A Helical Heat Exchanger is a highly efficient device used to transfer heat between two fluids. Its unique spiral shape makes it very different from standard straight tubes. This coiled design allows engineers to pack a very large surface area into a small, compact space, which is perfect for factories where room is limited. More importantly, the curved path forces the fluid to move in a swirling pattern. This secondary motion, known as “Dean vortices,” dramatically improves how fast heat moves and helps prevent dirt from building up on the walls.

This project is a Helical Heat Exchanger CFD simulation designed to study these thermal benefits. It is important to clarify that this is a CFD simulation, not a validation study. We use ANSYS Fluent to visualize the flow and measure the efficiency of the coil. For more learning resources on thermal systems, please visit our Heat transfer tutorials. Our work is guided by the research of Abu-Hamdeh et al. [1] and Kuvadiya et al. [2].

• Reference [1]: Abu-Hamdeh, Nidal H., et al. “A detailed hydrothermal investigation of a helical micro double-tube heat exchanger for a wide range of helix pitch length.” Case Studies in Thermal Engineering 28 (2021): 101413.
• Reference [2]: Kuvadiya, Manish N., et al. “Parametric analysis of tube in tube helical coil heat exchanger at constant wall temperature.” International Journal of Engineering Research & Technology 1.10 (2015): 279-285.

Figure 1: Schematic diagram of the double-tube Helical Heat Exchanger geometry.

Simulation Process: Structured Meshing in ANSYS

To begin this Helical Heat Exchanger Fluent tutorial, the most critical step was creating a high-quality mesh. The spiral shape is complex, so we could not just use a simple automatic mesh. Instead, we carefully divided the geometry into small sections, or “blocks.” This manual blocking strategy allowed us to generate a fully structured grid consisting of 1,302,912 hexagonal cells. Using hexagonal cells is the best choice for this Helical Heat Exchanger ANSYS fluent simulation because they align perfectly with the flow direction. This high-quality mesh ensures that the calculation of the flow physics is extremely accurate and stable.

Figure 2: Helical heat exchanger geometry divided into blocks for structured grid generation.

Post-processing: Analysis of Dean Vortices and Thermal Efficiency

A real analysis of the simulation results, based on the provided contours and data, reveals exactly why the helical design is so effective. The velocity data gives us the first clue. As the cold water travels through the spiral coil, its velocity actually increases slightly from 3.19 m/s at the inlet to 3.25 m/s at the outlet. This change is not random; it is evidence of the intense fluid dynamics happening inside. As the fluid moves around the curve, centrifugal forces push the faster fluid to the outside of the turn and the slower fluid to the inside. This creates a secondary swirling motion called Dean vortices. These vortices act like a mixer. They constantly churn the fluid, disrupting the stagnant “boundary layer” that usually sits against the tube wall.

The temperature contours confirm that this mixing leads to superior heat transfer performance. We can see a smooth, continuous color change along the coil as the energy moves through the copper wall. The cold fluid  absorbs heat rapidly, while the hot fluid cools down. The most significant result of this Helical Heat Exchanger CFD study is the Mean Temperature Difference. The simulation calculated a value of 49.63 K across the system. This is a very large number, proving that the device is exchanging a massive amount of heat relative to its size. The combination of the compact spiral shape and the turbulence generated by the Dean vortices ensures that every drop of fluid comes into contact with the hot wall, making this design far more efficient than a straight tube.

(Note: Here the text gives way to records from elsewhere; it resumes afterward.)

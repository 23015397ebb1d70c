use std::time::Instant;

use rtc_session::media::MediaKind;
use rtc_session::sdp::{DescriptionFactory, MediaDescriptionFactory, MediaSessionOptions, SdpType};
use rtc_session::transport::TransportEvent;
use rtc_session::{Event, SessionConfig, SessionError, SessionState};
use rtc_session::{CHANNEL_RTCP, CHANNEL_RTP, CHANNEL_VIDEO_RTCP, CHANNEL_VIDEO_RTP};

mod common;
use common::{cand, events, init_log, session, transport, Collect};

#[test]
pub fn offer_answer_end_to_end() {
    init_log();

    let (mut session, rec) = session(SessionConfig::new());
    let now = Instant::now();

    session.initialize().unwrap();
    assert!(session.has_voice_channel());
    assert!(session.has_video_channel());
    assert_eq!(rec.get().connect_channels, 1);

    let options = MediaSessionOptions::new()
        .add_stream(MediaKind::Audio, "mic", "local")
        .with_video();
    let offer = session.provide_offer(&options).unwrap().clone();
    assert_eq!(offer.sdp_type(), SdpType::Offer);
    assert_eq!(session.local_description(), Some(&offer));

    // The remote peer answers.
    let remote = MediaDescriptionFactory::new();
    let answer = remote.create_answer(&offer, &MediaSessionOptions::new().with_video(), None);

    let remote_candidates = vec![
        cand(CHANNEL_RTP, 1000),
        cand(CHANNEL_RTCP, 1001),
        cand(CHANNEL_VIDEO_RTP, 1002),
        cand(CHANNEL_VIDEO_RTCP, 1003),
    ];
    session.set_remote_session_description(answer.clone(), remote_candidates);
    assert_eq!(session.remote_description(), Some(&answer));
    assert_eq!(rec.get().delivered.len(), 2);

    // Local candidates trickle in from the transports.
    let audio = vec![cand(CHANNEL_RTP, 2000), cand(CHANNEL_RTCP, 2001)];
    let video = vec![cand(CHANNEL_VIDEO_RTP, 2002), cand(CHANNEL_VIDEO_RTCP, 2003)];
    transport(&mut session, now, TransportEvent::CandidatesReady(audio));
    transport(&mut session, now, TransportEvent::CandidatesReady(video));

    session.negotiation_done();
    assert_eq!(session.state(), SessionState::ReceivedAccept);

    let mut observer = Collect::default();
    session.drain_events(&mut observer);

    assert_eq!(observer.candidates.len(), 1);
    assert_eq!(observer.candidates[0].len(), 4);
    assert_eq!(
        observer.states,
        [SessionState::SentInitiate, SessionState::ReceivedAccept]
    );
    assert!(observer.errors.is_empty());

    let rec = rec.get();
    assert_eq!(rec.enabled, [("voice", true), ("video", true)]);
    // Audio sends the mic, video sends nothing.
    assert_eq!(rec.muted, [("voice", false), ("video", true)]);
}

#[test]
pub fn negotiation_done_only_once() {
    init_log();

    let (mut session, rec) = session(SessionConfig::new());
    session.initialize().unwrap();
    session
        .provide_offer(&MediaSessionOptions::new().with_video())
        .unwrap();

    session.negotiation_done();
    session.negotiation_done();
    session.negotiation_done();

    assert_eq!(session.state(), SessionState::ReceivedAccept);
    assert_eq!(rec.get().enabled.len(), 2);
    assert_eq!(rec.get().muted.len(), 2);

    let states: Vec<_> = events(&mut session)
        .into_iter()
        .filter(|e| matches!(e, Event::StateChange(_)))
        .collect();
    assert_eq!(states.len(), 2);
}

#[test]
pub fn negotiation_without_channels() {
    init_log();

    let (mut session, rec) = session(SessionConfig::new());

    session.negotiation_done();

    assert_eq!(session.state(), SessionState::ReceivedAccept);
    assert!(rec.get().enabled.is_empty());
}

#[test]
pub fn answer_needs_remote_description() {
    init_log();

    let (mut session, _rec) = session(SessionConfig::new());
    let options = MediaSessionOptions::new().with_video();

    assert_eq!(
        session.provide_answer(&options).err(),
        Some(SessionError::NoRemoteDescription)
    );
    assert!(session.local_description().is_none());
}

#[test]
pub fn answer_remote_offer() {
    init_log();

    let (mut session, rec) = session(SessionConfig::new());
    session.initialize().unwrap();

    let remote = MediaDescriptionFactory::new();
    let offer = remote.create_offer(&MediaSessionOptions::new().with_video(), None);
    session.set_remote_session_description(offer, vec![]);
    assert!(rec.get().delivered.is_empty());

    let options = MediaSessionOptions::new().add_stream(MediaKind::Video, "cam", "local");
    let answer = session.provide_answer(&options).unwrap();

    assert_eq!(answer.sdp_type(), SdpType::Answer);
    assert_eq!(answer.number_of_mediasections(), 2);
    assert!(!answer.first_video_content().unwrap().rejected);
    assert_eq!(answer.session_version(), "1");

    // A re-answer bumps the version of the local description.
    let answer = session.provide_answer(&options).unwrap();
    assert_eq!(answer.session_version(), "2");
}

#[test]
pub fn new_remote_description_replaces_old() {
    init_log();

    let (mut session, _rec) = session(SessionConfig::new());
    let remote = MediaDescriptionFactory::new();

    let first = remote.create_offer(&MediaSessionOptions::new().with_video(), None);
    let second = remote.create_offer(&MediaSessionOptions::new().with_video(), Some(&first));

    session.set_remote_session_description(first, vec![]);
    session.set_remote_session_description(second.clone(), vec![]);

    assert_eq!(session.remote_description(), Some(&second));
}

Figure 3: Temperature contours along the coil showing effective heat transfer.

Key Takeaways & FAQ

• Q: What are Dean vortices in a Helical Heat Exchanger?
  • A: Dean vortices are a secondary flow pattern caused by centrifugal force as fluid moves around a curve. In this Helical Heat Exchanger CFD simulation, these vortices mix the fluid, which prevents hot spots and significantly increases heat transfer.
• Q: Why use a structured hexagonal mesh?
  • A: A structured mesh with 1,302,912 cells was used because it provides better accuracy and convergence than a random tetrahedral mesh. It aligns the grid lines with the flow direction, which is crucial for capturing the detailed physics of the spiral flow.
• Q: What does the 49.63 K temperature difference tell us?
  • A: The Mean Temperature Difference of 49.63 K is a direct measure of efficiency. It shows that the heat exchanger is successfully moving a large amount of thermal energy from the hot fluid to the cold fluid.